ASSIGNED TASK:
Go through the following data and transcribe exactly the stretch of lines from the one holding "if let TurnOutcome::Faulted" to the one holding "The whole transcript", both included.
----- STORED DATA -----
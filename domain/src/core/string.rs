//! String utilities for the domain layer.

/// Build a preview label from the first `max_chars` characters of `s`,
/// always followed by `...`.
///
/// Counts characters rather than bytes, so multi-byte text is never split.
pub fn preview(s: &str, max_chars: usize) -> String {
    let head: String = s.chars().take(max_chars).collect();
    format!("{}...", head)
}

/// Truncate a string to a maximum length with ellipsis (UTF-8 safe)
///
/// Uses byte length for max_len but ensures truncation occurs at valid
/// UTF-8 character boundaries.
pub fn truncate(s: &str, max_len: usize) -> String {
    if s.len() <= max_len {
        s.to_string()
    } else {
        let target = max_len.saturating_sub(3);
        let mut end = target.min(s.len());
        while end > 0 && !s.is_char_boundary(end) {
            end -= 1;
        }
        format!("{}...", &s[..end])
    }
}

#[cfg(test)]
mod tests {
    use super::*;

    #[test]
    fn test_preview_short_still_gets_ellipsis() {
        assert_eq!(preview("How do solar panels work?", 50), "How do solar panels work?...");
    }

    #[test]
    fn test_preview_cuts_at_fifty_chars() {
        let input = "a".repeat(80);
        let label = preview(&input, 50);
        assert_eq!(label, format!("{}...", "a".repeat(50)));
    }

    #[test]
    fn test_preview_multibyte() {
        assert_eq!(preview("☀☀☀☀", 2), "☀☀...");
        assert_eq!(preview("", 50), "...");
    }

    #[test]
    fn test_truncate_ascii() {
        assert_eq!(truncate("hello", 10), "hello");
        assert_eq!(truncate("hello world", 8), "hello...");
    }

    #[test]
    fn test_truncate_multibyte() {
        // '☀' is 3 bytes: max_len=7 -> target=4 -> back to boundary at 3
        assert_eq!(truncate("☀☀☀", 7), "☀...");
        assert_eq!(truncate("☀☀☀", 9), "☀☀☀");
    }
}
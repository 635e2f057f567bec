//! Console output formatter for chat turns

use colored::Colorize;
use solar_application::TurnOutcome;
use solar_domain::{MatchMode, Model, Transcript, preview};

/// Window title and banner heading
pub const TITLE: &str = "Solar AI Assistant";

/// Shown by the history panel when nothing has been asked yet
pub const EMPTY_HISTORY_MESSAGE: &str = "No previous chat history available.";

/// Characters of the user message kept in a history preview
const PREVIEW_CHARS: usize = 50;

/// Formats chat output for console display
pub struct ConsoleFormatter;

impl ConsoleFormatter {
    /// Welcome banner printed when the chat starts
    pub fn welcome(model: &Model, match_mode: MatchMode) -> String {
        let mut output = String::new();
        output.push('\n');
        output.push_str("╭─────────────────────────────────────────────╮\n");
        output.push_str(&format!("│{:^45}│\n", TITLE));
        output.push_str("╰─────────────────────────────────────────────╯\n");
        output.push('\n');
        output.push_str(&format!("{} {}\n", "Model:".cyan().bold(), model));
        output.push_str(&format!("{} {}\n", "Matching:".cyan().bold(), match_mode));
        output.push('\n');
        output.push_str("Ask me anything about solar energy.\n");
        output.push('\n');
        output.push_str(&Self::help());
        output
    }

    /// Command overview
    pub fn help() -> String {
        let mut output = String::new();
        output.push_str("Commands:\n");
        output.push_str("  /help, /h, /?     - Show this help\n");
        output.push_str("  /clear            - Clear the chat\n");
        output.push_str("  /history          - List previous questions\n");
        output.push_str("  /transcript       - Show the full conversation\n");
        output.push_str("  /quit, /exit, /q  - Exit chat\n");
        output
    }

    /// Render the result of one submitted message.
    ///
    /// Faults are shown like any reply, followed by a red error line.
    pub fn format_outcome(outcome: &TurnOutcome) -> String {
        let mut output = Self::ai_line(outcome.reply());
        if let TurnOutcome::Faulted { message, .. } = outcome {
            output.push('\n');
            output.push_str(&format!("{} {}", "Error:".red().bold(), message.red()));
        }
        output
    }

    /// The whole transcript as `User:` / `AI:` pairs
    pub fn format_transcript(transcript: &Transcript) -> String {
        if transcript.is_empty() {
            return format!("{}", "(no messages yet)".dimmed());
        }

        transcript
            .iter()
            .map(|turn| format!("{}\n{}", Self::user_line(turn.user()), Self::ai_line(turn.reply())))
            .collect::<Vec<_>>()
            .join("\n\n")
    }

    /// History panel: a `User: <preview>` label per turn with the reply below it
    pub fn format_history(transcript: &Transcript) -> String {
        if transcript.is_empty() {
            return EMPTY_HISTORY_MESSAGE.to_string();
        }

        let mut output = format!("{}\n", "Previous Chat History".cyan().bold());
        for (i, turn) in transcript.iter().enumerate() {
            let label = format!("User: {}", preview(turn.user(), PREVIEW_CHARS));
            output.push_str(&format!("  {:>2}. {}\n", i + 1, label.bold()));
            output.push_str(&format!("      {}\n", Self::ai_line(turn.reply())));
        }
        output
    }

    fn user_line(text: &str) -> String {
        format!("{} {}", "User:".green().bold(), text)
    }

    fn ai_line(text: &str) -> String {
        format!("{} {}", "AI:".yellow().bold(), text)
    }
}
//! Presentation-level configuration
//!
//! Configuration for output formatting and REPL behavior.

use std::path::PathBuf;

/// Output configuration for the presentation layer
#[derive(Debug, Clone)]
pub struct OutputConfig {
    /// Enable colored terminal output
    pub color: bool,
}

impl Default for OutputConfig {
    fn default() -> Self {
        Self { color: true }
    }
}

impl OutputConfig {
    /// Apply the color setting to the process-wide `colored` switch.
    pub fn apply(&self) {
        if !self.color {
            colored::control::set_override(false);
        }
    }
}

/// REPL configuration for the presentation layer
#[derive(Debug, Clone)]
pub struct ReplConfig {
    /// Show progress indicators
    pub show_progress: bool,
    /// Path to history file; `~/` is expanded
    pub history_file: Option<String>,
}

impl Default for ReplConfig {
    fn default() -> Self {
        Self {
            show_progress: true,
            history_file: None,
        }
    }
}

impl ReplConfig {
    /// Where input history is persisted.
    ///
    /// Defaults to `<data dir>/solar-assistant/history.txt`.
    pub fn history_path(&self) -> Option<PathBuf> {
        match &self.history_file {
            Some(file) => match file.strip_prefix("~/") {
                Some(rest) => dirs::home_dir().map(|home| home.join(rest)),
                None => Some(PathBuf::from(file)),
            },
            None => dirs::data_dir().map(|p| p.join("solar-assistant").join("history.txt")),
        }
    }
}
-----
RESULT OF THE EXERCISE:
        if let TurnOutcome::Faulted { message, .. } = outcome {
            output.push('\n');
            output.push_str(&format!("{} {}", "Error:".red().bold(), message.red()));
        }
        output
    }

    /// The whole transcript as `User:` / `AI:` pairs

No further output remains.